Pentaheme cytochrome c nitrite reductase (NrfA) catalyzes the remarkable six-electron reduction of NO2− to NH4+ in the Dissimilatory Nitrate Reduction to Ammonium (DNRA) pathway. Our work focuses on NrfA and its membrane-bound redox partner NrfH from Geobacter lovleyi, a DNRA bacterium identified for its environmental relevance. Consistent with all previous structurally characterized NrfAs, we found that G. lovleyi NrfA crystallizes as a homodimer with each subunit containing five c-type hemes. Four of the hemes are bis-His coordinated and function as electron storage and/or transfer units. The fifth heme, which constitutes the active site, is only 5-coordinate and is bound by Lys as the axial ligand. This unique active site lysine is hypothesized to create a more positive reduction potential at the active site for rapid electron transfer and/or to aid in the binding of anionic substrates.

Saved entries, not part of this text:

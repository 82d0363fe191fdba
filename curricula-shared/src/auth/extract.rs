/// Request authentication extractors
///
/// Three tiers of axum extractors resolve the caller's identity from the
/// `Authorization: Bearer <token>` header, each built on the one below it
/// so credentials are parsed exactly once per request:
///
/// - [`MaybeUser`] — optional identity. No header at all is a success with
///   no identity; a header that is present but unusable is a 401.
/// - [`CurrentUser`] — required identity. Built on `MaybeUser`; an absent
///   identity becomes a 401.
/// - [`AdminUser`] — required admin identity. Built on `CurrentUser`; a
///   non-admin role becomes a 403.
///
/// Every 401 carries a `WWW-Authenticate: Bearer` challenge and a
/// machine-checkable `error` code in the JSON body; a lower tier's failure
/// is propagated unchanged by the tiers above it.
///
/// The extractors are generic over an [`AuthState`] implemented by the API
/// server's state type, which supplies the database pool and the token
/// verification parameters.
///
/// # Example
///
/// ```no_run
/// use curricula_shared::auth::extract::{CurrentUser, MaybeUser};
///
/// async fn me(CurrentUser(user): CurrentUser) -> String {
///     format!("hello, {}", user.name)
/// }
///
/// async fn catalog(MaybeUser(user): MaybeUser) -> &'static str {
///     if user.is_some() { "member view" } else { "public view" }
/// }
/// ```
use axum::{
    extract::FromRequestParts,
    http::{header, request::Parts, HeaderValue, StatusCode},
    response::{IntoResponse, Response},
    Json,
};
use jsonwebtoken::Algorithm;
use serde::Serialize;
use sqlx::PgPool;
use uuid::Uuid;

use super::token::{self, Claims, TokenError};
use crate::models::user::{Role, User};

/// State requirements of the auth extractors
///
/// The API server's shared state implements this; keeping it a trait seam
/// means this crate does not depend on the server's concrete state type.
pub trait AuthState: Send + Sync {
    /// Database pool used to resolve the token subject to a stored user.
    fn db(&self) -> &PgPool;

    /// Symmetric secret tokens are signed with.
    fn token_secret(&self) -> &str;

    /// Signing algorithm tokens are verified against.
    fn token_algorithm(&self) -> Algorithm;
}

/// Error type for request authentication
#[derive(Debug, thiserror::Error)]
pub enum AuthError {
    /// Authorization header present but not a Bearer credential
    #[error("expected a Bearer token in the Authorization header")]
    InvalidScheme,

    /// Token failed signature, expiry, or payload checks
    #[error("invalid authentication credentials: {0}")]
    InvalidToken(#[from] TokenError),

    /// Token payload carries no subject claim
    #[error("token payload has no subject claim")]
    MissingSubject,

    /// Subject claim is not a valid user id
    #[error("token subject is not a valid user id")]
    MalformedSubject,

    /// No credentials on a route that requires them
    #[error("not authenticated")]
    NotAuthenticated,

    /// Authenticated identity lacks the admin role
    #[error("admin role required")]
    AdminRequired,

    /// Lookup of the token subject failed
    #[error("database error: {0}")]
    Database(#[from] sqlx::Error),
}

impl AuthError {
    /// Stable machine-checkable code used in the response body.
    pub fn code(&self) -> &'static str {
        match self {
            AuthError::InvalidScheme => "invalid_scheme",
            AuthError::InvalidToken(_) => "invalid_token",
            AuthError::MissingSubject => "missing_subject",
            AuthError::MalformedSubject => "malformed_subject",
            AuthError::NotAuthenticated => "not_authenticated",
            AuthError::AdminRequired => "admin_required",
            AuthError::Database(_) => "internal_error",
        }
    }

    fn status(&self) -> StatusCode {
        match self {
            AuthError::AdminRequired => StatusCode::FORBIDDEN,
            AuthError::Database(_) => StatusCode::INTERNAL_SERVER_ERROR,
            _ => StatusCode::UNAUTHORIZED,
        }
    }
}

#[derive(Serialize)]
struct AuthErrorBody {
    error: &'static str,
    message: String,
}

impl IntoResponse for AuthError {
    fn into_response(self) -> Response {
        let status = self.status();
        let message = match &self {
            // Lookup failures are logged, not leaked.
            AuthError::Database(e) => {
                tracing::error!("user lookup failed during authentication: {}", e);
                "internal server error".to_string()
            }
            other => other.to_string(),
        };

        let body = Json(AuthErrorBody {
            error: self.code(),
            message,
        });

        let mut response = (status, body).into_response();
        if status == StatusCode::UNAUTHORIZED {
            response
                .headers_mut()
                .insert(header::WWW_AUTHENTICATE, HeaderValue::from_static("Bearer"));
        }
        response
    }
}

/// Tier 0: optional identity.
///
/// Resolution, in order:
/// 1. no `Authorization` header → `MaybeUser(None)`;
/// 2. header present but not `Bearer <token>` → 401 `invalid_scheme`;
/// 3. token fails verification → 401 `invalid_token`;
/// 4. payload has no subject → 401 `missing_subject`;
/// 5. subject is not a UUID → 401 `malformed_subject`;
/// 6. subject has no row in `users` → `MaybeUser(None)`;
/// 7. otherwise → `MaybeUser(Some(user))`.
#[derive(Debug, Clone)]
pub struct MaybeUser(pub Option<User>);

/// Tier 1: required identity. Absent identity is a 401.
#[derive(Debug, Clone)]
pub struct CurrentUser(pub User);

/// Tier 2: required admin identity. Non-admin role is a 403.
#[derive(Debug, Clone)]
pub struct AdminUser(pub User);

/// Parses the subject claim into a user id.
pub(crate) fn subject_id(claims: &Claims) -> Result<Uuid, AuthError> {
    if claims.sub.is_empty() {
        return Err(AuthError::MissingSubject);
    }
    Uuid::parse_str(&claims.sub).map_err(|_| AuthError::MalformedSubject)
}

/// Requires the admin role on an already-resolved identity.
pub(crate) fn ensure_admin(user: &User) -> Result<(), AuthError> {
    if user.role != Role::Admin {
        return Err(AuthError::AdminRequired);
    }
    Ok(())
}

#[axum::async_trait]
impl<S> FromRequestParts<S> for MaybeUser
where
    S: AuthState,
{
    type Rejection = AuthError;

    async fn from_request_parts(parts: &mut Parts, state: &S) -> Result<Self, Self::Rejection> {
        let Some(value) = parts.headers.get(header::AUTHORIZATION) else {
            return Ok(MaybeUser(None));
        };

        let token = value
            .to_str()
            .ok()
            .and_then(|v| v.strip_prefix("Bearer "))
            .ok_or(AuthError::InvalidScheme)?;

        let claims = token::verify_token(token, state.token_secret(), state.token_algorithm())?;
        let user_id = subject_id(&claims)?;

        // A verified token whose subject is unknown to storage resolves to
        // no identity, not an error.
        let user = User::find_by_id(state.db(), user_id).await?;

        Ok(MaybeUser(user))
    }
}

#[axum::async_trait]
impl<S> FromRequestParts<S> for CurrentUser
where
    S: AuthState,
{
    type Rejection = AuthError;

    async fn from_request_parts(parts: &mut Parts, state: &S) -> Result<Self, Self::Rejection> {
        let MaybeUser(user) = MaybeUser::from_request_parts(parts, state).await?;
        user.map(CurrentUser).ok_or(AuthError::NotAuthenticated)
    }
}

#[axum::async_trait]
impl<S> FromRequestParts<S> for AdminUser
where
    S: AuthState,
{
    type Rejection = AuthError;

    async fn from_request_parts(parts: &mut Parts, state: &S) -> Result<Self, Self::Rejection> {
        let CurrentUser(user) = CurrentUser::from_request_parts(parts, state).await?;
        ensure_admin(&user)?;
        Ok(AdminUser(user))
    }
}

#[cfg(test)]
mod tests {
    use super::*;
    use chrono::{Duration, Utc};

    fn user_with_role(role: Role) -> User {
        User {
            id: Uuid::new_v4(),
            email: "user@example.com".to_string(),
            name: "Test User".to_string(),
            role,
            password_hash: None,
            created_at: Utc::now(),
            updated_at: Utc::now(),
        }
    }

    #[test]
    fn test_subject_id_valid() {
        let id = Uuid::new_v4();
        let claims = Claims::new(id, None, Duration::minutes(5));
        assert_eq!(subject_id(&claims).unwrap(), id);
    }

    #[test]
    fn test_subject_id_missing() {
        let mut claims = Claims::new(Uuid::new_v4(), None, Duration::minutes(5));
        claims.sub = String::new();
        assert!(matches!(subject_id(&claims), Err(AuthError::MissingSubject)));
    }

    #[test]
    fn test_subject_id_malformed() {
        let mut claims = Claims::new(Uuid::new_v4(), None, Duration::minutes(5));
        claims.sub = "not-a-uuid".to_string();
        assert!(matches!(
            subject_id(&claims),
            Err(AuthError::MalformedSubject)
        ));
    }

    #[test]
    fn test_ensure_admin_accepts_admin() {
        let user = user_with_role(Role::Admin);
        assert!(ensure_admin(&user).is_ok());
    }

    #[test]
    fn test_ensure_admin_rejects_other_roles() {
        for role in [Role::Learner, Role::Instructor] {
            let user = user_with_role(role);
            assert!(matches!(ensure_admin(&user), Err(AuthError::AdminRequired)));
        }
    }

    #[test]
    fn test_unauthorized_responses_carry_challenge() {
        for err in [
            AuthError::InvalidScheme,
            AuthError::NotAuthenticated,
            AuthError::MissingSubject,
            AuthError::MalformedSubject,
        ] {
            let response = err.into_response();
            assert_eq!(response.status(), StatusCode::UNAUTHORIZED);
            assert_eq!(
                response
                    .headers()
                    .get(header::WWW_AUTHENTICATE)
                    .and_then(|v| v.to_str().ok()),
                Some("Bearer")
            );
        }
    }

    #[test]
    fn test_forbidden_response_has_no_challenge() {
        let response = AuthError::AdminRequired.into_response();
        assert_eq!(response.status(), StatusCode::FORBIDDEN);
        assert!(response.headers().get(header::WWW_AUTHENTICATE).is_none());
    }

    #[test]
    fn test_error_codes_are_stable() {
        assert_eq!(AuthError::InvalidScheme.code(), "invalid_scheme");
        assert_eq!(AuthError::MissingSubject.code(), "missing_subject");
        assert_eq!(AuthError::MalformedSubject.code(), "malformed_subject");
        assert_eq!(AuthError::NotAuthenticated.code(), "not_authenticated");
        assert_eq!(AuthError::AdminRequired.code(), "admin_required");
    }
}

A primary objective of this project is to examine the activity and electron flow of the multiheme NrfA-NrfH complex. We are currently focused on understanding communication between NrfA monomers via Heme 5, which sits at the dimer interface, and the role of NrfH as intermediary between NrfA and the quinol pool. A secondary objective is to study NrfA inside of bacterial microcompartments (BMCs), protein-based organelles that encapsulate and organize enzymes and other proteins. We aim to understand the impact of confinement on catalysis for redox enzymes and to generate a biofactory within this microenvironment.

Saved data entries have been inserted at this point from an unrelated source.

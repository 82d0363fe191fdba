/// Authentication endpoints
///
/// - `POST {prefix}/auth/register` — create an account, returns a token
/// - `POST {prefix}/auth/login` — exchange credentials for a token
/// - `GET  {prefix}/auth/me` — the authenticated user
///
/// Self-registered accounts always start as learners; roles are assigned
/// afterwards by an admin. Accounts provisioned through the identity
/// provider have no password hash and cannot use password login.
use crate::{
    app::AppState,
    error::{ApiError, ApiResult},
};
use axum::{extract::State, Json};
use chrono::Duration;
use curricula_shared::{
    auth::{
        extract::CurrentUser,
        password,
        token::{issue_token, Claims},
    },
    models::user::{CreateUser, Role, User},
};
use serde::{Deserialize, Serialize};
use uuid::Uuid;
use validator::Validate;

/// Register request
#[derive(Debug, Deserialize, Validate)]
pub struct RegisterRequest {
    /// Email address
    #[validate(email(message = "invalid email format"))]
    pub email: String,

    /// Plaintext password, hashed before storage
    #[validate(length(min = 8, max = 128, message = "password must be 8-128 characters"))]
    pub password: String,

    /// Display name
    #[validate(length(min = 1, max = 255, message = "name must be 1-255 characters"))]
    pub name: String,
}

/// Login request
#[derive(Debug, Deserialize, Validate)]
pub struct LoginRequest {
    /// Email address
    #[validate(email(message = "invalid email format"))]
    pub email: String,

    /// Password
    pub password: String,
}

/// Public view of a user account
#[derive(Debug, Serialize)]
pub struct UserResponse {
    pub id: Uuid,
    pub email: String,
    pub name: String,
    pub role: Role,
}

impl From<User> for UserResponse {
    fn from(user: User) -> Self {
        Self {
            id: user.id,
            email: user.email,
            name: user.name,
            role: user.role,
        }
    }
}

/// Token-bearing response for register and login
#[derive(Debug, Serialize)]
pub struct AuthResponse {
    /// Signed access token
    pub access_token: String,

    /// Always "bearer"
    pub token_type: &'static str,

    /// The account the token was issued for
    pub user: UserResponse,
}

fn issue_for(state: &AppState, user: &User) -> ApiResult<String> {
    let claims = Claims::new(
        user.id,
        Some(user.email.clone()),
        Duration::minutes(state.config.auth.access_token_expire_minutes),
    );
    Ok(issue_token(
        &claims,
        &state.config.auth.secret_key,
        state.config.auth.algorithm,
    )?)
}

/// Registers a new account.
///
/// # Errors
///
/// - `422` — validation failed
/// - `409` — email already exists
pub async fn register(
    State(state): State<AppState>,
    Json(req): Json<RegisterRequest>,
) -> ApiResult<Json<AuthResponse>> {
    req.validate()?;

    let password_hash = password::hash_password(&req.password)?;

    let user = User::create(
        &state.db,
        CreateUser {
            email: req.email,
            name: req.name,
            role: Role::Learner,
            password_hash: Some(password_hash),
        },
    )
    .await?;

    let access_token = issue_for(&state, &user)?;

    Ok(Json(AuthResponse {
        access_token,
        token_type: "bearer",
        user: user.into(),
    }))
}

/// Exchanges email and password for an access token.
///
/// Unknown emails, wrong passwords, and accounts without a password hash
/// all answer the same 401 so the response does not reveal which part
/// failed.
pub async fn login(
    State(state): State<AppState>,
    Json(req): Json<LoginRequest>,
) -> ApiResult<Json<AuthResponse>> {
    req.validate()?;

    let invalid = || ApiError::Unauthorized("invalid email or password".to_string());

    let user = User::find_by_email(&state.db, &req.email)
        .await?
        .ok_or_else(invalid)?;

    let digest = user.password_hash.as_deref().ok_or_else(invalid)?;
    if !password::verify_password(&req.password, digest)? {
        return Err(invalid());
    }

    let access_token = issue_for(&state, &user)?;

    Ok(Json(AuthResponse {
        access_token,
        token_type: "bearer",
        user: user.into(),
    }))
}

/// Returns the authenticated user.
pub async fn me(CurrentUser(user): CurrentUser) -> Json<UserResponse> {
    Json(user.into())
}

To accomplish these objectives, we are employing a synergistic combination of biochemical, kinetic, spectroscopic, and electrochemical methods to examine how NrfA stores and regulates the flow of electrons. Ultimately, our work will lay the foundation for subsequent detailed mechanistic studies to ascertain how this unique pentaheme enzyme orchestrates the multi-electron and multi-proton reduction of NO2− to NH4+.